Soldar la cadena logística

por Pedro García Navarro
Pedro García Navarro

Director general de Operaciones de Bergé

El año 2020 pasará a los anales de la historia por ser el primero del cierre de fronteras en el actual contexto de globalización. Un periodo de ruptura de las cadenas globales de valor por la falta de suministro y la hibernación de los flujos comerciales y de inversión. El Fondo Monetario Internacional ha pronosticado la peor crisis desde el crack de 1929. Un golpe que, cómo no, ya está dejando su impronta en el sector logístico.

La operativa logística se ha visto fuertemente impactada por la abrupta caída de la actividad en los puertos, a los que se han sumado problemas en cada uno de los eslabones de la cadena logística, como los derivados de la gestión de inventarios y las descompensaciones de stock. En materia laboral, los operadores logísticos hemos sufrido rigideces y dificultades normativas, así como complicaciones operativas para aplicar moratorias y aplazamientos en los pagos a la Seguridad Social.

Sin embargo, los operadores privados, lejos de achicarnos, hemos puesto en marcha las medidas necesarias para adaptarnos a la situación, consiguiendo ser flexibles y ágiles para mantener la cadena de suministro y con ello el abastecimiento. Un esfuerzo que debe ser análogo por parte de los organismos públicos fomentando la liquidez y la competitividad de las empresas.

De ahí, por ejemplo, la importancia de que los puertos apliquen bajadas de tasas con las que estimular los tráficos en nuestro país, muy afectados por las restricciones al transporte de bienes y de personas desde que se decretó el estado de alarma. Solo así y entre todos seremos capaces de soldar de nuevo la cadena logística y conseguir que esta sea más sólida que nunca. Y es que la logística, por su importante efecto tractor sobre sectores estratégicos como el automovilístico, el agroalimetario o el siderúrgico, resultará determinante para la recuperación económica de España y el mantenimiento del estado del bienestar, en la medida en que representa en torno al 8% del Producto Interior Bruto, mueve un volumen de negocio próximo a los 110.000 millones de euros y da trabajo a unas 800.000 personas en nuestro país.

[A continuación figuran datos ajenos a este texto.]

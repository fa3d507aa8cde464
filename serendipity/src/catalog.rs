//! Fixed, ordered list of search angles issued by every aggregation run.

pub const SEARCH_QUERIES: [&str; 6] = [
    "veterinary artificial intelligence machine learning diagnosis 2024 2025",
    "AI pet health animal medicine deep learning research",
    "dvm360 AVMA veterinary technology innovation AI",
    "machine learning veterinary radiology imaging pathology",
    "AI veterinary practice management automation software",
    "livestock cattle poultry AI health monitoring",
];

pub fn len() -> usize {
    SEARCH_QUERIES.len()
}

pub fn query(index: usize) -> Option<&'static str> {
    SEARCH_QUERIES.get(index).copied()
}

/// Prompt sent with the web search tool enabled. The model is asked for a bare JSON array.
pub fn search_prompt(query: &str) -> String {
    format!(
        r#"Search: {}

Return ONLY a JSON array of 8-10 recent articles. Each must have:
- title: article title
- url: source URL
- source: publication name
- date: publication date or "Recent"
- snippet: 1-2 sentence summary

ONLY valid JSON array, no other text:
[{{"title":"...","url":"...","source":"...","date":"...","snippet":"..."}}]"#,
        query
    )
}
use std::sync::Arc;

use mockito::Matcher;
use rocket::http::{ContentType, Status};
use rocket::local::asynchronous::Client;
use serde_json::{json, Value};

use common::Config;
use serendipity::catalog;
use serendipity::llm::remote::AnthropicProvider;
use serendipity::llm::LlmProvider;
use serendipity::server::{self, AppState};

fn test_config() -> Config {
    let mut config = Config::default();
    config.aggregation.delay_millis = Some(0);
    config
}

fn provider_for(server: &mockito::ServerGuard) -> Option<Arc<dyn LlmProvider>> {
    let provider = AnthropicProvider::new(server.url(), "test-key", "claude-sonnet-4-20250514");
    Some(Arc::new(provider) as Arc<dyn LlmProvider>)
}

async fn client(provider: Option<Arc<dyn LlmProvider>>, admin_key: Option<&str>) -> Client {
    let state = AppState::new(test_config(), provider, admin_key.map(str::to_string));
    Client::tracked(server::rocket(state))
        .await
        .expect("valid rocket instance")
}

async fn json_body(response: rocket::local::asynchronous::LocalResponse<'_>) -> Value {
    let body = response.into_string().await.expect("response body");
    serde_json::from_str(&body).expect("json body")
}

async fn register(client: &Client) {
    let response = client
        .post("/api/register")
        .header(ContentType::JSON)
        .body(r#"{"name":"Jane","email":"jane@vet.com","org":"Clinic"}"#)
        .dispatch()
        .await;
    assert_eq!(response.status(), Status::Ok);
}

fn search_reply() -> String {
    let stubs = json!([
        {
            "title": "AI radiology study",
            "url": "https://pubmed.ncbi.nlm.nih.gov/1",
            "source": "PubMed",
            "date": "Recent",
            "snippet": "imaging results"
        },
        {
            "title": "Dairy herd sensors",
            "url": "https://farm.news/2",
            "source": "Farm News",
            "snippet": "cattle monitoring"
        },
        { "title": "", "url": "https://dropped.example" }
    ]);
    json!({
        "content": [
            { "type": "text", "text": format!("Found these: {} done", stubs) }
        ]
    })
    .to_string()
}

#[tokio::test]
async fn health_is_ok() {
    let client = client(None, None).await;
    let response = client.get("/health").dispatch().await;
    assert_eq!(response.status(), Status::Ok);
    assert_eq!(response.into_string().await.unwrap(), "OK");
}

#[tokio::test]
async fn search_rejects_bad_index_before_credentials() {
    let client = client(None, None).await;

    for uri in ["/api/search?q=6", "/api/search?q=abc", "/api/search?q=-1"] {
        let response = client.get(uri).dispatch().await;
        assert_eq!(response.status(), Status::BadRequest, "{}", uri);
        assert_eq!(json_body(response).await["error"], "Invalid query index");
    }

    let response = client.get("/api/search").dispatch().await;
    assert_eq!(response.status(), Status::InternalServerError);
    assert_eq!(json_body(response).await["error"], "API key not configured");
}

#[tokio::test]
async fn search_passes_upstream_body_through() {
    let mut upstream = mockito::Server::new_async().await;
    let reply = search_reply();
    let mock = upstream
        .mock("POST", "/")
        .match_header("x-api-key", "test-key")
        .match_body(Matcher::AllOf(vec![
            Matcher::PartialJson(json!({
                "tools": [{ "type": "web_search_20250305", "name": "web_search" }]
            })),
            Matcher::Regex(regex::escape(catalog::SEARCH_QUERIES[2])),
        ]))
        .with_status(200)
        .with_header("content-type", "application/json")
        .with_body(&reply)
        .create_async()
        .await;

    let client = client(provider_for(&upstream), None).await;
    let response = client.get("/api/search?q=2").dispatch().await;

    assert_eq!(response.status(), Status::Ok);
    assert_eq!(response.content_type(), Some(ContentType::JSON));
    assert_eq!(response.into_string().await.unwrap(), reply);
    mock.assert_async().await;
}

#[tokio::test]
async fn upstream_failure_is_bad_gateway() {
    let mut upstream = mockito::Server::new_async().await;
    let _mock = upstream
        .mock("POST", "/")
        .with_status(500)
        .with_body("overloaded")
        .create_async()
        .await;

    let client = client(provider_for(&upstream), None).await;
    let response = client.get("/api/search?q=0").dispatch().await;

    assert_eq!(response.status(), Status::BadGateway);
    let body = json_body(response).await;
    assert!(body["error"].as_str().unwrap().starts_with("Search failed"));
}

#[tokio::test]
async fn digest_proxy_validates_then_passes_through() {
    let no_key = client(None, None).await;
    let response = no_key
        .post("/api/digest")
        .header(ContentType::JSON)
        .body("{}")
        .dispatch()
        .await;
    assert_eq!(response.status(), Status::InternalServerError);

    let mut upstream = mockito::Server::new_async().await;
    let reply = r#"{"content":[{"type":"text","text":"Imaging leads [1]."}]}"#;
    let mock = upstream
        .mock("POST", "/")
        .match_body(Matcher::Regex("Here are 1 recent articles".into()))
        .with_status(200)
        .with_header("content-type", "application/json")
        .with_body(reply)
        .expect(1)
        .create_async()
        .await;
    let client = client(provider_for(&upstream), None).await;

    for body in ["{}", r#"{"articles":[]}"#, r#"{"articles":"nope"}"#, "not json"] {
        let response = client
            .post("/api/digest")
            .header(ContentType::JSON)
            .body(body)
            .dispatch()
            .await;
        assert_eq!(response.status(), Status::BadRequest, "{}", body);
        assert_eq!(json_body(response).await["error"], "No articles provided");
    }

    let response = client
        .post("/api/digest")
        .header(ContentType::JSON)
        .body(r#"{"articles":[{"title":"A","url":"https://a","source":"S","snippet":""}]}"#)
        .dispatch()
        .await;
    assert_eq!(response.status(), Status::Ok);
    assert_eq!(response.into_string().await.unwrap(), reply);
    mock.assert_async().await;
}

#[tokio::test]
async fn registration_requires_every_field() {
    let client = client(None, Some("secret")).await;

    for body in [
        r#"{"name":"Jane","email":"jane@vet.com"}"#,
        r#"{"name":"  ","email":"jane@vet.com","org":"Clinic"}"#,
        "garbage",
    ] {
        let response = client
            .post("/api/register")
            .header(ContentType::JSON)
            .body(body)
            .dispatch()
            .await;
        assert_eq!(response.status(), Status::BadRequest);
        assert_eq!(json_body(response).await["error"], "All fields required");
    }
}

#[tokio::test]
async fn registration_log_needs_admin_key() {
    let client = client(None, Some("secret")).await;
    register(&client).await;

    for uri in ["/api/register", "/api/register?key=wrong"] {
        let response = client.get(uri).dispatch().await;
        assert_eq!(response.status(), Status::Unauthorized);
        assert_eq!(json_body(response).await["error"], "Unauthorized");
    }

    let response = client.get("/api/register?key=secret").dispatch().await;
    assert_eq!(response.status(), Status::Ok);
    let body = json_body(response).await;
    let registrations = body["registrations"].as_array().unwrap();
    assert_eq!(registrations.len(), 1);
    assert_eq!(registrations[0]["name"], "Jane");
    assert_eq!(registrations[0]["org"], "Clinic");
    assert!(registrations[0]["timestamp"].is_string());
}

#[tokio::test]
async fn registration_log_is_locked_without_configured_key() {
    let client = client(None, None).await;
    register(&client).await;

    let response = client.get("/api/register").dispatch().await;
    assert_eq!(response.status(), Status::Unauthorized);
}

#[tokio::test]
async fn session_routes_require_registration() {
    let client = client(None, None).await;
    for uri in ["/api/session/topics", "/api/session/feed", "/api/session/digest"] {
        let response = client.get(uri).dispatch().await;
        assert_eq!(response.status(), Status::Unauthorized, "{}", uri);
    }
    let response = client.post("/api/session/refresh").dispatch().await;
    assert_eq!(response.status(), Status::Unauthorized);
}

#[tokio::test]
async fn registering_again_replaces_the_session() {
    let state = AppState::new(test_config(), None, None);
    let sessions = state.sessions.clone();
    let client = Client::tracked(server::rocket(state))
        .await
        .expect("valid rocket instance");

    register(&client).await;
    register(&client).await;
    assert_eq!(sessions.len().await, 1);

    // The cookie now names the replacement session
    let response = client.get("/api/session/feed").dispatch().await;
    assert_eq!(response.status(), Status::Ok);
}

#[tokio::test]
async fn refresh_without_key_is_configuration_error() {
    let client = client(None, None).await;
    register(&client).await;

    let response = client.post("/api/session/refresh").dispatch().await;
    assert_eq!(response.status(), Status::InternalServerError);
    assert_eq!(json_body(response).await["error"], "API key not configured");
}

#[tokio::test]
async fn session_flow_from_refresh_to_digest() {
    let mut upstream = mockito::Server::new_async().await;
    let search_mock = upstream
        .mock("POST", "/")
        .match_body(Matcher::PartialJson(json!({
            "tools": [{ "type": "web_search_20250305", "name": "web_search" }]
        })))
        .with_status(200)
        .with_header("content-type", "application/json")
        .with_body(search_reply())
        .expect(catalog::len())
        .create_async()
        .await;
    let digest_mock = upstream
        .mock("POST", "/")
        .match_body(Matcher::Regex("weekly intelligence briefing".into()))
        .with_status(200)
        .with_header("content-type", "application/json")
        .with_body(
            r#"{"content":[{"type":"text","text":"Imaging leads [1].\n\nHerds follow [2]."}]}"#,
        )
        .expect(1)
        .create_async()
        .await;

    let client = client(provider_for(&upstream), None).await;
    register(&client).await;

    // Refresh: every catalog query returns the same two stubs
    let response = client.post("/api/session/refresh").dispatch().await;
    assert_eq!(response.status(), Status::Ok);
    let summary = json_body(response).await;
    assert_eq!(summary["committed"], true);
    assert_eq!(summary["articleCount"], 2);
    let outcomes = summary["outcomes"].as_array().unwrap();
    assert_eq!(outcomes.len(), catalog::len());
    assert!(outcomes.iter().all(|o| o["status"] == "ok"));
    search_mock.assert_async().await;

    // Feed
    let response = client.get("/api/session/feed").dispatch().await;
    let feed = json_body(response).await;
    let feed = feed.as_array().unwrap();
    assert_eq!(feed.len(), 2);
    assert_eq!(feed[0]["id"], "a-0");
    assert_eq!(feed[0]["sourceType"], "research");
    assert_eq!(feed[0]["displayDate"], "Recent");
    assert_eq!(feed[0]["saved"], false);

    let response = client
        .get("/api/session/feed?filter=research&search=RADIOLOGY")
        .dispatch()
        .await;
    assert_eq!(json_body(response).await.as_array().unwrap().len(), 1);

    let response = client.get("/api/session/feed?filter=blog").dispatch().await;
    assert_eq!(response.status(), Status::BadRequest);

    // Topics
    let response = client.get("/api/session/topics").dispatch().await;
    let topics = json_body(response).await;
    let topics = topics.as_array().unwrap();
    assert!(topics.iter().any(|t| t["topic"] == "Livestock & Production" && t["count"] == 1));

    let response = client
        .get("/api/session/feed?topic=Diagnostic%20Imaging")
        .dispatch()
        .await;
    let imaging = json_body(response).await;
    assert_eq!(imaging.as_array().unwrap().len(), 1);
    assert_eq!(imaging[0]["id"], "a-0");

    // Bookmarks and notes
    let response = client.post("/api/session/saved/a-1").dispatch().await;
    assert_eq!(json_body(response).await["saved"], true);
    let response = client.post("/api/session/saved/a-42").dispatch().await;
    assert_eq!(response.status(), Status::NotFound);

    let response = client
        .put("/api/session/notes/a-1")
        .header(ContentType::JSON)
        .body(r#"{"note":"share with herd team"}"#)
        .dispatch()
        .await;
    assert_eq!(response.status(), Status::Ok);

    let response = client.get("/api/session/feed?view=saved").dispatch().await;
    let saved = json_body(response).await;
    assert_eq!(saved.as_array().unwrap().len(), 1);
    assert_eq!(saved[0]["id"], "a-1");
    assert_eq!(saved[0]["saved"], true);
    assert_eq!(saved[0]["note"], "share with herd team");

    // Digest
    let response = client.get("/api/session/digest").dispatch().await;
    assert_eq!(response.status(), Status::NotFound);

    let response = client.post("/api/session/digest").dispatch().await;
    assert_eq!(response.status(), Status::Ok);
    let digest = json_body(response).await;
    assert_eq!(digest["references"].as_array().unwrap().len(), 2);
    let html = digest["html"].as_str().unwrap();
    assert!(html.starts_with("<p>Imaging leads <a href=\"https://pubmed.ncbi.nlm.nih.gov/1\""));
    assert!(html.contains("<p>Herds follow <a href=\"https://farm.news/2\""));
    let plain = digest["plainText"].as_str().unwrap();
    assert!(plain.ends_with(concat!(
        "---\nReferences:\n",
        "[1] AI radiology study - https://pubmed.ncbi.nlm.nih.gov/1\n",
        "[2] Dairy herd sensors - https://farm.news/2",
    )));
    digest_mock.assert_async().await;

    let response = client.get("/api/session/digest").dispatch().await;
    assert_eq!(response.status(), Status::Ok);
    assert_eq!(json_body(response).await["text"], "Imaging leads [1].\n\nHerds follow [2].");
}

Por tanto, y debido a lo estratégico de nuestro sector y dado el carácter excepcional que tiene la actual coyuntura económica, el Gobierno y el resto de las fuerzas políticas deberían, además, ser capaces de alcanzar un pacto de Estado por la defensa del sistema portuario y logístico que, a su vez, involucre a todas las administraciones en la búsqueda de la máxima competitividad.

Los operadores logísticos conectan las empresas con sus proveedores y clientes, blindan las cadenas de producción, sostienen la continuidad del suministro y garantizan el abastecimiento de los productos imprescindibles tanto para las compañías como para el conjunto de los ciudadanos. Es decir, son fundamentales para mantener la cadena tensa y, si hay ruptura como ahora, soldarla. Pero soldarla entre todos.